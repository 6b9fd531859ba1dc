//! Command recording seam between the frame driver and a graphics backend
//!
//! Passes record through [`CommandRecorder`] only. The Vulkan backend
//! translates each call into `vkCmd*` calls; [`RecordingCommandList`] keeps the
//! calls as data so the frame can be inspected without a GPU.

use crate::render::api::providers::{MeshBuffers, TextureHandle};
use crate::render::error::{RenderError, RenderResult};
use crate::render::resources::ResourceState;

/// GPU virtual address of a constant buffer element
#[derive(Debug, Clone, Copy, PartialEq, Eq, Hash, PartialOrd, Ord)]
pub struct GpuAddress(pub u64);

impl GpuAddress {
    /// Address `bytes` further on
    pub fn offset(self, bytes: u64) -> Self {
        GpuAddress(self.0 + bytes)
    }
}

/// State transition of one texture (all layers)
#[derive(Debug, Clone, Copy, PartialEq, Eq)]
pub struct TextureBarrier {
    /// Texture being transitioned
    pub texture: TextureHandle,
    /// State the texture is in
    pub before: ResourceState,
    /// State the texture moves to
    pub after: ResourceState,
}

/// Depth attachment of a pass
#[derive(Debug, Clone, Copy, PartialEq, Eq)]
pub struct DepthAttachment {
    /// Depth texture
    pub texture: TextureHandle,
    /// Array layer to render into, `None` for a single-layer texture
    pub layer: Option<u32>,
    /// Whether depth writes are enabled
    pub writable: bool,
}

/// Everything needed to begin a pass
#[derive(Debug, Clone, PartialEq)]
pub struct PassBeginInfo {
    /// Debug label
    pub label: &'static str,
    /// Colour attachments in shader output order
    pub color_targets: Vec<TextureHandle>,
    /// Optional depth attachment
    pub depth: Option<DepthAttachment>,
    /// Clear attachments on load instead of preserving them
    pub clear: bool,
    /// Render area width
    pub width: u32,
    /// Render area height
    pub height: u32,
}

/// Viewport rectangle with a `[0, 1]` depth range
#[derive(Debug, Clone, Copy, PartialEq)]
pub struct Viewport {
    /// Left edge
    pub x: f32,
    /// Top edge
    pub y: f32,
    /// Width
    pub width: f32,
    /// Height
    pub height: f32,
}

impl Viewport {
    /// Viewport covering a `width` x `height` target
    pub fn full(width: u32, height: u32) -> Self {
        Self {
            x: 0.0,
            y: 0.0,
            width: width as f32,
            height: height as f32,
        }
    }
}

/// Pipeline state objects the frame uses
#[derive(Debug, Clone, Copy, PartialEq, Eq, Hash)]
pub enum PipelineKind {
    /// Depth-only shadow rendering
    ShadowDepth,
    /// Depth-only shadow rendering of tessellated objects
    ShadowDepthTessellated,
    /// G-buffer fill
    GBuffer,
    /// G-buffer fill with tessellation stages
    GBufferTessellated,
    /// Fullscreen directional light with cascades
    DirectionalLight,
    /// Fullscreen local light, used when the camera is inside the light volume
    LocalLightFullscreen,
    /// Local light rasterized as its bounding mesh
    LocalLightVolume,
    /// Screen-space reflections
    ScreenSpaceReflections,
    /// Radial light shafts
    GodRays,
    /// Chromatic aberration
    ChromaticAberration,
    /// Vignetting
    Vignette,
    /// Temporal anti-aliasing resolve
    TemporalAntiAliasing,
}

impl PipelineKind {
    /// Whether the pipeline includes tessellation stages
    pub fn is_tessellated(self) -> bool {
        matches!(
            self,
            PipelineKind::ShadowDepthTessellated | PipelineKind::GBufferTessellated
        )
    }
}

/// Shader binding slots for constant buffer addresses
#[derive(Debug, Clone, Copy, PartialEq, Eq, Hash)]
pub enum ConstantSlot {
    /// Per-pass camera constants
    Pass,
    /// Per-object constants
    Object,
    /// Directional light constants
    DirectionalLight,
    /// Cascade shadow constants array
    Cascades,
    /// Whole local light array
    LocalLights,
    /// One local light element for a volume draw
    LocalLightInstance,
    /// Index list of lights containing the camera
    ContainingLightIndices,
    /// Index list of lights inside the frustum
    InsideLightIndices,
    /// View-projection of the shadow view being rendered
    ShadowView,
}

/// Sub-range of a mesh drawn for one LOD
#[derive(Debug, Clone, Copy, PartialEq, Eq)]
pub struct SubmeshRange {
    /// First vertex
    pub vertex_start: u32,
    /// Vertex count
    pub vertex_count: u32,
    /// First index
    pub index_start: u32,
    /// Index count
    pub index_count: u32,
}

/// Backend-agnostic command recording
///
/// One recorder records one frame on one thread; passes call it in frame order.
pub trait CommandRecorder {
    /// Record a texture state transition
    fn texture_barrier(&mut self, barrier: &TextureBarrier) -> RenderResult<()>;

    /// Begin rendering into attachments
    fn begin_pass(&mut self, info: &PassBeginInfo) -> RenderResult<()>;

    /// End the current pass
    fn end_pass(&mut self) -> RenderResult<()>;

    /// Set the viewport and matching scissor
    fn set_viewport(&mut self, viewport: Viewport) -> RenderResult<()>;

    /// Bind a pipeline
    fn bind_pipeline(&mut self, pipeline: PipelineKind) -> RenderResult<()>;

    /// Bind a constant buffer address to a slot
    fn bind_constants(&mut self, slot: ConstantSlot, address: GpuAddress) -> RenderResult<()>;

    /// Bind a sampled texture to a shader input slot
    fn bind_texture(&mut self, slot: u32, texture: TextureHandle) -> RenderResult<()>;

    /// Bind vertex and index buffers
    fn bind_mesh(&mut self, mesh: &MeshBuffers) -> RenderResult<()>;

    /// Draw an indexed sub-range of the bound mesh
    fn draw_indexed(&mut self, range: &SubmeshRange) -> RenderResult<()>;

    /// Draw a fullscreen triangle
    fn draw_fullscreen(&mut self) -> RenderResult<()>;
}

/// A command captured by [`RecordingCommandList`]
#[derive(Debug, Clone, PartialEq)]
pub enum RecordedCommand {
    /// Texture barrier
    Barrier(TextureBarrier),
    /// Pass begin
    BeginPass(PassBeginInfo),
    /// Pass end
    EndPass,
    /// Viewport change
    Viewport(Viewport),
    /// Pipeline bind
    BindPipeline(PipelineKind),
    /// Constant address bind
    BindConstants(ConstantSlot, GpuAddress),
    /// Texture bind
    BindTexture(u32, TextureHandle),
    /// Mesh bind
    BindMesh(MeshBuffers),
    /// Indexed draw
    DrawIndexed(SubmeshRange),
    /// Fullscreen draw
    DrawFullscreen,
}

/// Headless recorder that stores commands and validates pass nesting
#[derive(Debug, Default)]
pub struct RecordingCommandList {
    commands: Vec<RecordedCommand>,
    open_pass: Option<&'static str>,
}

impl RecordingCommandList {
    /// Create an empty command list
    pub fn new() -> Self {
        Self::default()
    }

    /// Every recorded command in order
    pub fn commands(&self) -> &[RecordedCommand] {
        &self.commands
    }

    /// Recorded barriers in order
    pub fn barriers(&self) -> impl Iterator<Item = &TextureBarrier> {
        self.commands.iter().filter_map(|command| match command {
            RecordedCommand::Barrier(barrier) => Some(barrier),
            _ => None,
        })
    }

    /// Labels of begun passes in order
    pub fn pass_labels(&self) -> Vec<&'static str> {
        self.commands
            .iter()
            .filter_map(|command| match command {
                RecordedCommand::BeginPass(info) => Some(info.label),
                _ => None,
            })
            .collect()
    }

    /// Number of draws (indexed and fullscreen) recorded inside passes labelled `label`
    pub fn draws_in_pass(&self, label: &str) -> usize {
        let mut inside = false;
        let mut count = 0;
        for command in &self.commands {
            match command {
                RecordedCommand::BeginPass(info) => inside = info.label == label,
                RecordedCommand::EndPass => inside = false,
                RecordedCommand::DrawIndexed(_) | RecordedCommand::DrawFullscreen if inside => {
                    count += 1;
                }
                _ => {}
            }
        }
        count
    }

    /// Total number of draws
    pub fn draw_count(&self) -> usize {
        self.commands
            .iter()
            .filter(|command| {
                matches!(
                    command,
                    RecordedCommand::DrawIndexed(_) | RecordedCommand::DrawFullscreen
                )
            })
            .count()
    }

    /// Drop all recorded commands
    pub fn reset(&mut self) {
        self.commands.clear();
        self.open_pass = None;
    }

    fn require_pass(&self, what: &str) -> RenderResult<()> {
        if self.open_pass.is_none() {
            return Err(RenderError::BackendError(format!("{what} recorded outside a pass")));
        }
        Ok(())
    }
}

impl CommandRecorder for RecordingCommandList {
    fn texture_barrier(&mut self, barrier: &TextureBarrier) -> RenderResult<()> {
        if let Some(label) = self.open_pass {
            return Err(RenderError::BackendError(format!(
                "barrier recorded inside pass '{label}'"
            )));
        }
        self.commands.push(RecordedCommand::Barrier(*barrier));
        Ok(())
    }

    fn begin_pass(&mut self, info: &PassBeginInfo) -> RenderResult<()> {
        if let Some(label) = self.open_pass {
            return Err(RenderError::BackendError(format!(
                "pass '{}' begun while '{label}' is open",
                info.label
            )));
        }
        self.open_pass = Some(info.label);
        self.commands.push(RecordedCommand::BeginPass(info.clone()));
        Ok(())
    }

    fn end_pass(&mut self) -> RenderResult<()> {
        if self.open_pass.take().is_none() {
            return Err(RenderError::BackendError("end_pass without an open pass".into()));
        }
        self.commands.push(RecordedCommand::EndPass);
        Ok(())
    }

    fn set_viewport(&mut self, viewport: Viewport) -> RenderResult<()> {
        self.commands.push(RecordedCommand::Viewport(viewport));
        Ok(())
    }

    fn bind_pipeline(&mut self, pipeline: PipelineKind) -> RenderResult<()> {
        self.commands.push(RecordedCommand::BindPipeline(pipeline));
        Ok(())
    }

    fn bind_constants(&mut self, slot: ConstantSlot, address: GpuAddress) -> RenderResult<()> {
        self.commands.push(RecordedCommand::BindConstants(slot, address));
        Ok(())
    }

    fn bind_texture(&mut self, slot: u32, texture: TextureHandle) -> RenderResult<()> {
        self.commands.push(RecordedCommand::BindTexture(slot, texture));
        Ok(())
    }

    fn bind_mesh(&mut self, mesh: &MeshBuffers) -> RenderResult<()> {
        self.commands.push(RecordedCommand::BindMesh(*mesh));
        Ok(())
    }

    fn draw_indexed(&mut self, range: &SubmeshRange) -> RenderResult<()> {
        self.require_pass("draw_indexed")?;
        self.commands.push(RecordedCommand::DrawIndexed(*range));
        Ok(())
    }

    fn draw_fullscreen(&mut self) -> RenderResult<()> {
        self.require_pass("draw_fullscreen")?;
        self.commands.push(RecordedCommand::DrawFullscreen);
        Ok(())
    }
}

# # # # #

Every line of the records containing the word "ConstantSlot" must appear in the answer.

pub enum ConstantSlot {
    fn bind_constants(&mut self, slot: ConstantSlot, address: GpuAddress) -> RenderResult<()>;
    BindConstants(ConstantSlot, GpuAddress),
    fn bind_constants(&mut self, slot: ConstantSlot, address: GpuAddress) -> RenderResult<()> {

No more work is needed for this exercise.